IMPUTING MISSING DATA IN A SWAT WATER QUALITY MODELLING STUDY USING STATISTICAL METHODS


Boyacıoğlu H., Kaya Uyar M., Boyacıoğlu H.

ENVIRONMENTAL ENGINEERING AND MANAGEMENT JOURNAL, vol.23, no.3, pp.579-586, 2024 (SCI-Expanded)

  • Publication Type: Article / Article
  • Volume: 23 Issue: 3
  • Publication Date: 2024
  • Journal Name: ENVIRONMENTAL ENGINEERING AND MANAGEMENT JOURNAL
  • Journal Indexes: Science Citation Index Expanded (SCI-EXPANDED), Scopus, Aqualine, Aquatic Science & Fisheries Abstracts (ASFA), CAB Abstracts, Environment Index, Greenfile, Pollution Abstracts, Veterinary Science Database
  • Page Numbers: pp.579-586
  • Dokuz Eylül University Affiliated: Yes

Abstract

Large water-quality databases are useful in modeling studies to identify optimal measures for pollution mitigation and management of water basins. The objective of the study was to conduct statistical methods to impute missing data in the water quality simulation study in the Küçük Menderes River Basin, Türkiye, where missing data caused by a lack of periodic sampling is an important challenge.
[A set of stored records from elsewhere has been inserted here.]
use eframe::egui;
use egui::{Color32, RichText, Vec2};

use crate::chatlog::{ACTION_COLOR, OOC_COLOR, SPEECH_COLOR};
use crate::layer::{Layer, LayerKind, LayerPatch, Rgb};
use crate::ops::text::enumerate_system_fonts;
use crate::store::LayerStore;

/// Swatches offered next to every colour field.
pub const PRESET_COLORS: &[(&str, Rgb)] = &[
    ("Speech", SPEECH_COLOR),
    ("Action", ACTION_COLOR),
    ("OOC", OOC_COLOR),
    ("Black", Rgb::BLACK),
    ("Radio", Rgb::new(0xFF, 0xEC, 0x8B)),
    ("Shout", Rgb::new(0xFF, 0x6B, 0x6B)),
    ("Whisper", Rgb::new(0xB5, 0xB5, 0xB5)),
    ("Phone", Rgb::new(0xF2, 0xC9, 0x4C)),
];

const SWATCH_SIZE: f32 = 16.0;

/// Editor for the selected layer. Widgets work on a scratch copy; whatever
/// differs afterwards is sent to the store as one patch.
#[derive(Default)]
pub struct PropertiesPanel {
    font_families: Option<Vec<String>>,
}

impl PropertiesPanel {
    pub fn show(&mut self, ui: &mut egui::Ui, store: &mut LayerStore) {
        let Some(before) = store.selected_layer().cloned() else {
            ui.weak("No layer selected");
            return;
        };
        let mut after = before.clone();

        common_fields(ui, &mut after);
        ui.separator();
        if after.is_text() {
            self.text_fields(ui, &mut after);
        } else {
            image_fields(ui, &mut after);
        }

        let patch = patch_between(&before, &after);
        if !patch.is_empty() {
            store.update_layer(before.id, &patch);
        }
    }

    fn text_fields(&mut self, ui: &mut egui::Ui, layer: &mut Layer) {
        let LayerKind::Text(text) = &mut layer.kind else { return };
        let families = self.font_families.get_or_insert_with(enumerate_system_fonts);

        ui.label("Content");
        ui.add(egui::TextEdit::multiline(&mut text.content).desired_rows(3).desired_width(f32::INFINITY));

        egui::Grid::new("text_props").num_columns(2).spacing([8.0, 6.0]).show(ui, |ui| {
            ui.label("Font");
            egui::ComboBox::from_id_source("font_family_combo")
                .selected_text(text.font_family.clone())
                .width(150.0)
                .show_ui(ui, |ui: &mut egui::Ui| {
                    for family in families.iter() {
                        ui.selectable_value(&mut text.font_family, family.clone(), family);
                    }
                });
            ui.end_row();

            ui.label("Size");
            ui.add(slider(&mut text.font_size, 8.0..=72.0).suffix(" px"));
            ui.end_row();

            ui.label("Fill");
            color_field(ui, &mut text.color);
            ui.end_row();

            ui.label("Outline");
            color_field(ui, &mut text.stroke_color);
            ui.end_row();

            ui.label("Outline width");
            ui.add(slider(&mut text.stroke_width, 0.0..=10.0));
            ui.end_row();

            ui.label("Shadow blur");
            ui.add(slider(&mut text.shadow_blur, 0.0..=20.0));
            ui.end_row();

            ui.label("Line height");
            ui.add(slider(&mut text.line_height, 0.8..=3.0).fixed_decimals(2));
            ui.end_row();

            ui.label("Style");
            ui.horizontal(|ui| {
                ui.toggle_value(&mut text.bold, RichText::new("B").strong());
                ui.toggle_value(&mut text.italic, RichText::new("I").italics());
            });
            ui.end_row();
        });
    }
}

fn common_fields(ui: &mut egui::Ui, layer: &mut Layer) {
    egui::Grid::new("common_props").num_columns(2).spacing([8.0, 6.0]).show(ui, |ui| {
        ui.label("Name");
        ui.text_edit_singleline(&mut layer.name);
        ui.end_row();

        ui.label("Position");
        ui.horizontal(|ui| {
            ui.add(egui::DragValue::new(&mut layer.x).prefix("x ").speed(1.0));
            ui.add(egui::DragValue::new(&mut layer.y).prefix("y ").speed(1.0));
        });
        ui.end_row();

        ui.label("Flags");
        ui.horizontal(|ui| {
            ui.checkbox(&mut layer.visible, "Visible");
            ui.checkbox(&mut layer.locked, "Locked");
        });
        ui.end_row();
    });
}

fn image_fields(ui: &mut egui::Ui, layer: &mut Layer) {
    let LayerKind::Image(img) = &mut layer.kind else { return };
    egui::Grid::new("image_props").num_columns(2).spacing([8.0, 6.0]).show(ui, |ui| {
        ui.label("Scale");
        ui.add(slider(&mut img.scale, 0.1..=3.0).fixed_decimals(2));
        ui.end_row();

        ui.label("Rotation");
        ui.add(slider(&mut img.rotation, -180.0..=180.0).suffix("°"));
        ui.end_row();

        ui.label("Brightness");
        ui.add(slider(&mut img.filters.brightness, 0.0..=200.0).suffix("%"));
        ui.end_row();

        ui.label("Contrast");
        ui.add(slider(&mut img.filters.contrast, 0.0..=200.0).suffix("%"));
        ui.end_row();

        ui.label("Saturation");
        ui.add(slider(&mut img.filters.saturation, 0.0..=200.0).suffix("%"));
        ui.end_row();

        ui.label("Blur");
        ui.add(slider(&mut img.filters.blur, 0.0..=20.0).suffix(" px"));
        ui.end_row();
    });
    if ui.button("Reset filters").clicked() {
        img.filters = Default::default();
    }
}

/// A slider that shows, but never forces, its declared range.
fn slider(value: &mut f32, range: std::ops::RangeInclusive<f32>) -> egui::Slider<'_> {
    egui::Slider::new(value, range).clamp_to_range(false)
}

/// Colour button plus the preset swatches.
fn color_field(ui: &mut egui::Ui, color: &mut Rgb) {
    ui.horizontal(|ui| {
        let mut rgb = color.to_array();
        if ui.color_edit_button_srgb(&mut rgb).changed() {
            *color = Rgb::from_array(rgb);
        }
        for (name, preset) in PRESET_COLORS {
            let fill = Color32::from_rgb(preset.r, preset.g, preset.b);
            let swatch = egui::Button::new("").fill(fill).min_size(Vec2::splat(SWATCH_SIZE));
            if ui.add(swatch).on_hover_text(format!("{} {}", name, preset)).clicked() {
                *color = *preset;
            }
        }
    });
}

/// Every field that differs between the two snapshots of the same layer.
pub fn patch_between(before: &Layer, after: &Layer) -> LayerPatch {
    let mut patch = LayerPatch {
        name: changed(&before.name, &after.name),
        visible: changed(&before.visible, &after.visible),
        locked: changed(&before.locked, &after.locked),
        x: changed_num(before.x, after.x),
        y: changed_num(before.y, after.y),
        ..Default::default()
    };
    match (&before.kind, &after.kind) {
        (LayerKind::Image(a), LayerKind::Image(b)) => {
            patch.scale = changed_num(a.scale, b.scale);
            patch.rotation = changed_num(a.rotation, b.rotation);
            patch.brightness = changed_num(a.filters.brightness, b.filters.brightness);
            patch.contrast = changed_num(a.filters.contrast, b.filters.contrast);
            patch.saturation = changed_num(a.filters.saturation, b.filters.saturation);
            patch.blur = changed_num(a.filters.blur, b.filters.blur);
        }
        (LayerKind::Text(a), LayerKind::Text(b)) => {
            patch.content = changed(&a.content, &b.content);
            patch.font_size = changed_num(a.font_size, b.font_size);
            patch.font_family = changed(&a.font_family, &b.font_family);
            patch.color = changed(&a.color, &b.color);
            patch.stroke_color = changed(&a.stroke_color, &b.stroke_color);
            patch.stroke_width = changed_num(a.stroke_width, b.stroke_width);
            patch.shadow_blur = changed_num(a.shadow_blur, b.shadow_blur);
            patch.line_height = changed_num(a.line_height, b.line_height);
            patch.bold = changed(&a.bold, &b.bold);
            patch.italic = changed(&a.italic, &b.italic);
        }
        _ => {}
    }
    patch
}

/// Bitwise, so a NaN left in a field does not count as an edit every frame.
fn changed_num(before: f32, after: f32) -> Option<f32> {
    (before.to_bits() != after.to_bits()).then_some(after)
}

fn changed<T: Clone + PartialEq>(before: &T, after: &T) -> Option<T> {
    (before != after).then(|| after.clone())
}

#[cfg(test)]
mod tests {
    use super::*;
    use crate::layer::{Bitmap, LayerId};
    use image::RgbaImage;

    fn text() -> (LayerStore, LayerId) {
        let mut store = LayerStore::default();
        let id = store.add_text_layer("hi", Rgb::WHITE, None);
        (store, id)
    }

    #[test]
    fn unchanged_layer_gives_empty_patch() {
        let (store, id) = text();
        let layer = store.layer(id).unwrap();
        assert!(patch_between(layer, layer).is_empty());
    }

    #[test]
    fn patch_carries_only_edited_fields() {
        let (mut store, id) = text();
        let before = store.layer(id).unwrap().clone();
        let mut after = before.clone();
        after.y = 99.0;
        if let LayerKind::Text(t) = &mut after.kind {
            t.color = ACTION_COLOR;
            t.italic = true;
        }
        let patch = patch_between(&before, &after);
        assert_eq!(
            patch,
            LayerPatch {
                y: Some(99.0),
                color: Some(ACTION_COLOR),
                italic: Some(true),
                ..Default::default()
            }
        );
        store.update_layer(id, &patch);
        assert_eq!(store.layer(id), Some(&after));
    }

    #[test]
    fn image_filters_round_trip_through_patch() {
        let mut store = LayerStore::default();
        let id = store.add_image_layer(Bitmap::new(RgbaImage::new(2, 2)));
        let before = store.layer(id).unwrap().clone();
        let mut after = before.clone();
        if let LayerKind::Image(img) = &mut after.kind {
            img.filters.blur = 250.0;
            img.rotation = -45.0;
        }
        store.update_layer(id, &patch_between(&before, &after));
        assert_eq!(store.layer(id), Some(&after));
    }

    #[test]
    fn nan_fields_are_not_edits() {
        let (mut store, id) = text();
        store.update_layer(id, &LayerPatch { font_size: Some(f32::NAN), ..Default::default() });
        let layer = store.layer(id).unwrap();
        assert!(patch_between(layer, &layer.clone()).is_empty());
    }

    #[test]
    fn presets_include_chat_colours() {
        let colors: Vec<Rgb> = PRESET_COLORS.iter().map(|(_, c)| *c).collect();
        assert!(colors.contains(&ACTION_COLOR));
        assert!(colors.contains(&OOC_COLOR));
        assert!(colors.contains(&SPEECH_COLOR));
    }
}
In the study, the Soil Water Assessment Tool (SWAT) was used to simulate nitrate-nitrogen concentrations (NO3-N). Water-quality data collected between 2001 and 2012 from the outlet of the basin was subjected to regression analysis-based imputation methods. In this scope, simple regression models were developed to estimate missing water quality data. Hence, a continuous data set was created, and then the SWAT water quality model was calibrated and validated. Since the calculated Nash–Sutcliffe model efficiency coefficient values were above 0.65, model simulations were judged "good". Furthermore, the Mann-Whitney U test was applied to test model performance by comparing continuous data generated by the SWAT model with the limited observed water quality data. It can be concluded that a simple regression model and non-parametric Mann-Whitney U tests can be performed to impute missing data and evaluate model performance in modeling studies of data shortage basins.